On top of all of this there is the public option issue. As I have been saying since spring, there won’t be a Medicare-like public option. But just how will the Democrats finally compromise this issue. Co-ops are fizzling and there is one big devil in the details for any kind of trigger. Recent suggestions for the states running the insurance market for the near poor and proposals to give states the flexibility to create their own public plan would add an almost byzantine complexity to what is already a complex bill.

If you take the “Cadillac” tax out of the Senate Finance bill and add in the more than $200 billion for a Medicare doc fix, you’ve created an almost $500 billion gap to fill.

So, there are these three powerful, and contradictory, forces about to converge on Capitol Hill. Just how will they finally sort-out?

That will make for the most fascinating domestic political battle in recent history.

Just Exactly What is "Health Care Security?"

The President has said many times this health care debate is about "health care security." But the fact is that, under the Democratic bills now being considered, many middle class families (those making between $50,000 and $100,000 a year) would not be able to afford to buy a health insurance policy even with the proposed federal government subsidies.

Under the House Energy bill
a family making 250% of poverty ($55,125) would be required to pay 8% of their income up to $4,416 a year for a policy that could have a deductible of $1,000 and a $7,450 out-of-pocket cap.

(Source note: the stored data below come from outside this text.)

mod native_client {
    use super::*;
    use std::sync::mpsc::{channel, Receiver, Sender, TryRecvError};
    use std::thread::{self, JoinHandle};
    use std::time::Duration;
    use tungstenite::{connect, Message};
    use url::Url;

    /// Commands sent to the WebSocket thread.
    enum WsCommand {
        Send(String),
        Close,
    }

    /// WebSocket client for native platforms.
    ///
    /// Uses a background thread for non-blocking operation.
    pub struct NativeWebSocket {
        state: ConnectionState,
        events: Vec<TransportEvent>,
        /// Channel to send commands to the WebSocket thread.
        cmd_tx: Option<Sender<WsCommand>>,
        /// Channel to receive events from the WebSocket thread.
        event_rx: Option<Receiver<TransportEvent>>,
        _thread: Option<JoinHandle<()>>,
    }

    impl NativeWebSocket {
        /// Create a new disconnected WebSocket client.
        pub fn new() -> Self {
            Self {
                state: ConnectionState::Disconnected,
                events: Vec::new(),
                cmd_tx: None,
                event_rx: None,
                _thread: None,
            }
        }

        /// Connect to a WebSocket server. A handle whose socket thread has
        /// already exited is replaced.
        pub fn connect(&mut self, url: &str) -> Result<(), SyncError> {
            if self.cmd_tx.is_some() {
                let running = self._thread.as_ref().is_some_and(|h| !h.is_finished());
                if running {
                    return Err(SyncError::AlreadyConnected);
                }
                self.collect_events();
                self.release();
            }

            let parsed_url = Url::parse(url)?;
            if parsed_url.scheme() != "ws" && parsed_url.scheme() != "wss" {
                return Err(SyncError::UnsupportedScheme(parsed_url.scheme().to_string()));
            }

            self.state = ConnectionState::Connecting;

            let (cmd_tx, cmd_rx) = channel::<WsCommand>();
            let (event_tx, event_rx) = channel::<TransportEvent>();
            let url = url.to_string();

            let handle = thread::spawn(move || run_socket(url, cmd_rx, event_tx));

            self.cmd_tx = Some(cmd_tx);
            self.event_rx = Some(event_rx);
            self._thread = Some(handle);

            Ok(())
        }

        /// Disconnect from the server.
        pub fn disconnect(&mut self) {
            if let Some(tx) = &self.cmd_tx {
                let _ = tx.send(WsCommand::Close);
            }
            self.release();
            self.state = ConnectionState::Disconnected;
        }

        fn release(&mut self) {
            self.cmd_tx = None;
            self.event_rx = None;
            self._thread = None;
        }

        /// Move thread events into the local queue and track the state.
        fn collect_events(&mut self) {
            let Some(rx) = &self.event_rx else {
                return;
            };
            let mut finished = false;
            while let Ok(event) = rx.try_recv() {
                match &event {
                    TransportEvent::Connected => self.state = ConnectionState::Connected,
                    TransportEvent::Disconnected => {
                        self.state = ConnectionState::Disconnected;
                        finished = true;
                    }
                    TransportEvent::Error(_) => {
                        self.state = ConnectionState::Error;
                        finished = true;
                    }
                    TransportEvent::Message(_) => {}
                }
                self.events.push(event);
            }
            // The socket thread exits after either event.
            if finished {
                self.release();
            }
        }
    }

    impl Transport for NativeWebSocket {
        fn send(&mut self, msg: &str) -> Result<(), SyncError> {
            match self.cmd_tx {
                Some(ref tx) => tx
                    .send(WsCommand::Send(msg.to_string()))
                    .map_err(|_| SyncError::ChannelClosed),
                None => Err(SyncError::NotConnected),
            }
        }

        fn poll_events(&mut self) -> Vec<TransportEvent> {
            self.collect_events();
            std::mem::take(&mut self.events)
        }

        fn state(&self) -> ConnectionState {
            self.state
        }
    }

    fn run_socket(url: String, cmd_rx: Receiver<WsCommand>, event_tx: Sender<TransportEvent>) {
        log::info!("WebSocket thread: connecting to {}", url);

        let (mut socket, response) = match connect(&url) {
            Ok(pair) => pair,
            Err(e) => {
                log::error!("WebSocket connection failed: {}", e);
                let _ = event_tx.send(TransportEvent::Error(format!("Connection failed: {}", e)));
                return;
            }
        };

        log::info!("WebSocket connected, status: {}", response.status());
        let _ = event_tx.send(TransportEvent::Connected);

        // Short read timeout so the loop can interleave outgoing commands.
        match socket.get_mut() {
            tungstenite::stream::MaybeTlsStream::Plain(tcp) => {
                let _ = tcp.set_read_timeout(Some(Duration::from_millis(50)));
                let _ = tcp.set_write_timeout(Some(Duration::from_secs(5)));
            }
            #[allow(unreachable_patterns)]
            _ => {
                log::debug!("TLS or other stream - using default timeout handling");
            }
        }

        loop {
            let mut queued = 0;
            let drained = drain_commands(&cmd_rx, |msg| {
                log::debug!("WebSocket sending: {}", preview(&msg));
                queued += 1;
                match socket.write(Message::Text(msg)) {
                    Ok(()) => true,
                    Err(e) => {
                        log::error!("WebSocket send error: {}", e);
                        false
                    }
                }
            });
            if queued > 0 {
                if let Err(e) = socket.flush() {
                    log::error!("WebSocket flush error: {}", e);
                    break;
                }
            }
            match drained {
                Drained::Idle => {}
                Drained::Close => {
                    log::info!("WebSocket close requested");
                    let _ = socket.close(None);
                    break;
                }
                Drained::Stop => break,
            }

            match socket.read() {
                Ok(Message::Text(txt)) => {
                    log::debug!("WebSocket received: {}", preview(&txt));
                    if event_tx.send(TransportEvent::Message(txt)).is_err() {
                        break;
                    }
                }
                Ok(Message::Ping(data)) => {
                    let _ = socket.send(Message::Pong(data));
                }
                Ok(Message::Close(_)) => {
                    log::info!("WebSocket received close frame");
                    break;
                }
                Ok(_) => {}
                Err(tungstenite::Error::Io(ref e))
                    if e.kind() == std::io::ErrorKind::WouldBlock
                        || e.kind() == std::io::ErrorKind::TimedOut =>
                {
                    continue;
                }
                Err(e) => {
                    log::error!("WebSocket read error: {}", e);
                    break;
                }
            }
        }

        log::info!("WebSocket thread exiting");
        let _ = event_tx.send(TransportEvent::Disconnected);
    }

    /// Outcome of draining the command queue.
    #[derive(Debug, PartialEq)]
    enum Drained {
        /// Queue is empty; go back to reading.
        Idle,
        Close,
        /// A send failed or the client handle is gone.
        Stop,
    }

    /// Hand every queued message to `send` before the next blocking read.
    fn drain_commands(cmd_rx: &Receiver<WsCommand>, mut send: impl FnMut(String) -> bool) -> Drained {
        loop {
            match cmd_rx.try_recv() {
                Ok(WsCommand::Send(msg)) => {
                    if !send(msg) {
                        return Drained::Stop;
                    }
                }
                Ok(WsCommand::Close) => return Drained::Close,
                Err(TryRecvError::Empty) => return Drained::Idle,
                Err(TryRecvError::Disconnected) => {
                    log::info!("WebSocket command channel disconnected");
                    return Drained::Stop;
                }
            }
        }
    }

    fn preview(msg: &str) -> &str {
        let end = msg
            .char_indices()
            .nth(100)
            .map(|(i, _)| i)
            .unwrap_or(msg.len());
        &msg[..end]
    }

    impl Default for NativeWebSocket {
        fn default() -> Self {
            Self::new()
        }
    }

    impl Drop for NativeWebSocket {
        fn drop(&mut self) {
            self.disconnect();
        }
    }

    #[cfg(test)]
    mod tests {
        use super::*;
        use std::net::TcpListener;
        use std::time::Instant;

        #[test]
        fn test_drain_sends_whole_backlog() {
            let (tx, rx) = channel();
            for i in 0..100 {
                tx.send(WsCommand::Send(format!("frame {}", i))).unwrap();
            }
            let mut sent = Vec::new();
            let drained = drain_commands(&rx, |msg| {
                sent.push(msg);
                true
            });
            assert_eq!(drained, Drained::Idle);
            assert_eq!(sent.len(), 100);
            assert_eq!(sent[99], "frame 99");

            tx.send(WsCommand::Send("last".to_string())).unwrap();
            tx.send(WsCommand::Close).unwrap();
            let mut sent = Vec::new();
            assert_eq!(
                drain_commands(&rx, |msg| {
                    sent.push(msg);
                    true
                }),
                Drained::Close
            );
            assert_eq!(sent, vec!["last".to_string()]);

            drop(tx);
            assert_eq!(drain_commands(&rx, |_| true), Drained::Stop);
        }

        #[test]
        fn test_drain_stops_on_send_failure() {
            let (tx, rx) = channel();
            tx.send(WsCommand::Send("a".to_string())).unwrap();
            tx.send(WsCommand::Send("b".to_string())).unwrap();
            assert_eq!(drain_commands(&rx, |_| false), Drained::Stop);
        }

        #[test]
        fn test_reconnect_after_failed_connect() {
            // Reserve a port, then close it so the connect is refused.
            let addr = TcpListener::bind("127.0.0.1:0").unwrap().local_addr().unwrap();
            let url = format!("ws://{}", addr);

            let mut ws = NativeWebSocket::new();
            ws.connect(&url).unwrap();
            let deadline = Instant::now() + Duration::from_secs(5);
            let mut events = Vec::new();
            while ws.state() != ConnectionState::Error {
                assert!(Instant::now() < deadline, "connect never failed");
                events.extend(ws.poll_events());
                thread::sleep(Duration::from_millis(10));
            }
            assert!(events.iter().any(|e| matches!(e, TransportEvent::Error(_))));

            assert!(ws.connect(&url).is_ok());
            ws.disconnect();
        }
    }
}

At 300% of poverty ($66,150), the House Energy bill would limit a family’s insurance costs to 10% of annual income or $6,612 a year with a deductible of up to $2,400 and an annual cap of $8,520 in our-of-pocket costs.

A family making 400% of poverty ($88,200) would be expected to pay as much as 12% of their annual income or $10,584 a year for their insurance that could have a $3,000 deductible and a $10,000 annual out-of-pocket cap.

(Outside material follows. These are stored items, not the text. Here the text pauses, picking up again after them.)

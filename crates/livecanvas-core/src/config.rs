//! Client configuration read from the environment.

use thiserror::Error;

/// Environment variable holding the room access key.
pub const PUBLIC_KEY_VAR: &str = "LIVECANVAS_PUBLIC_KEY";
/// Environment variable holding the relay URL.
pub const SERVER_URL_VAR: &str = "LIVECANVAS_SERVER_URL";
/// Relay used when no URL is configured.
pub const DEFAULT_SERVER_URL: &str = "ws://localhost:3030/ws";

#[derive(Debug, Error, PartialEq, Eq)]
pub enum ConfigError {
    #[error("{PUBLIC_KEY_VAR} is not set")]
    MissingPublicKey,
    #[error("invalid server URL {0:?}: {1}")]
    InvalidServerUrl(String, String),
}

#[derive(Debug, Clone, PartialEq, Eq)]
pub struct ClientConfig {
    pub public_key: String,
    pub server_url: String,
}

impl ClientConfig {
    /// Read the configuration from process environment variables.
    pub fn from_env() -> Result<Self, ConfigError> {
        Self::from_lookup(|name| std::env::var(name).ok())
    }

    /// Build the configuration from any variable source.
    pub fn from_lookup(lookup: impl Fn(&str) -> Option<String>) -> Result<Self, ConfigError> {
        let public_key = lookup(PUBLIC_KEY_VAR)
            .map(|key| key.trim().to_string())
            .filter(|key| !key.is_empty())
            .ok_or(ConfigError::MissingPublicKey)?;

        let server_url = lookup(SERVER_URL_VAR)
            .filter(|url| !url.trim().is_empty())
            .unwrap_or_else(|| DEFAULT_SERVER_URL.to_string());
        url::Url::parse(&server_url)
            .map_err(|e| ConfigError::InvalidServerUrl(server_url.clone(), e.to_string()))?;

        Ok(Self {
            public_key,
            server_url,
        })
    }
}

The Senate Finance Committee is in the process of rightly concluding that mandating some of these families to pay that much makes no sense. How many families making as much as $80,000 a year do you know who have an extra $10,584 a year sitting in their checking account (and that for a policy with a $3,000 deductible)?

So, they are getting ready to exempt as many as 2 million people from the mandate.

That all sounds logical.

But what happened to "health care security?" When the day is done the bad news is that many of these middle class families still won't have insurance but the good news is that they won't have to pay a fine.

So what have we accomplished?

In Monday's Washington Post Senator Ron Wyden (D-OR) is quoted as saying he has some reservations about where this is all coming out:
Wyden is concerned that under the legislation, nearly 200 million Americans who receive coverage through an employer would be barred from shopping on the new exchange. He also worries that providing a "hardship waiver" to families that cannot afford insurance leaves too many without coverage.

"People don't hold rallies saying, 'Thank you for my exemption,' " he said. "Rather, they want us to deliver more affordable coverage."

It may be time for the Congress to take a deep breath and take a broader view of where they are headed.

Are we going to spend close to a trillion dollars on a health care bill and end up just exempting many of the uninsured middle class from fines they don't have to face today?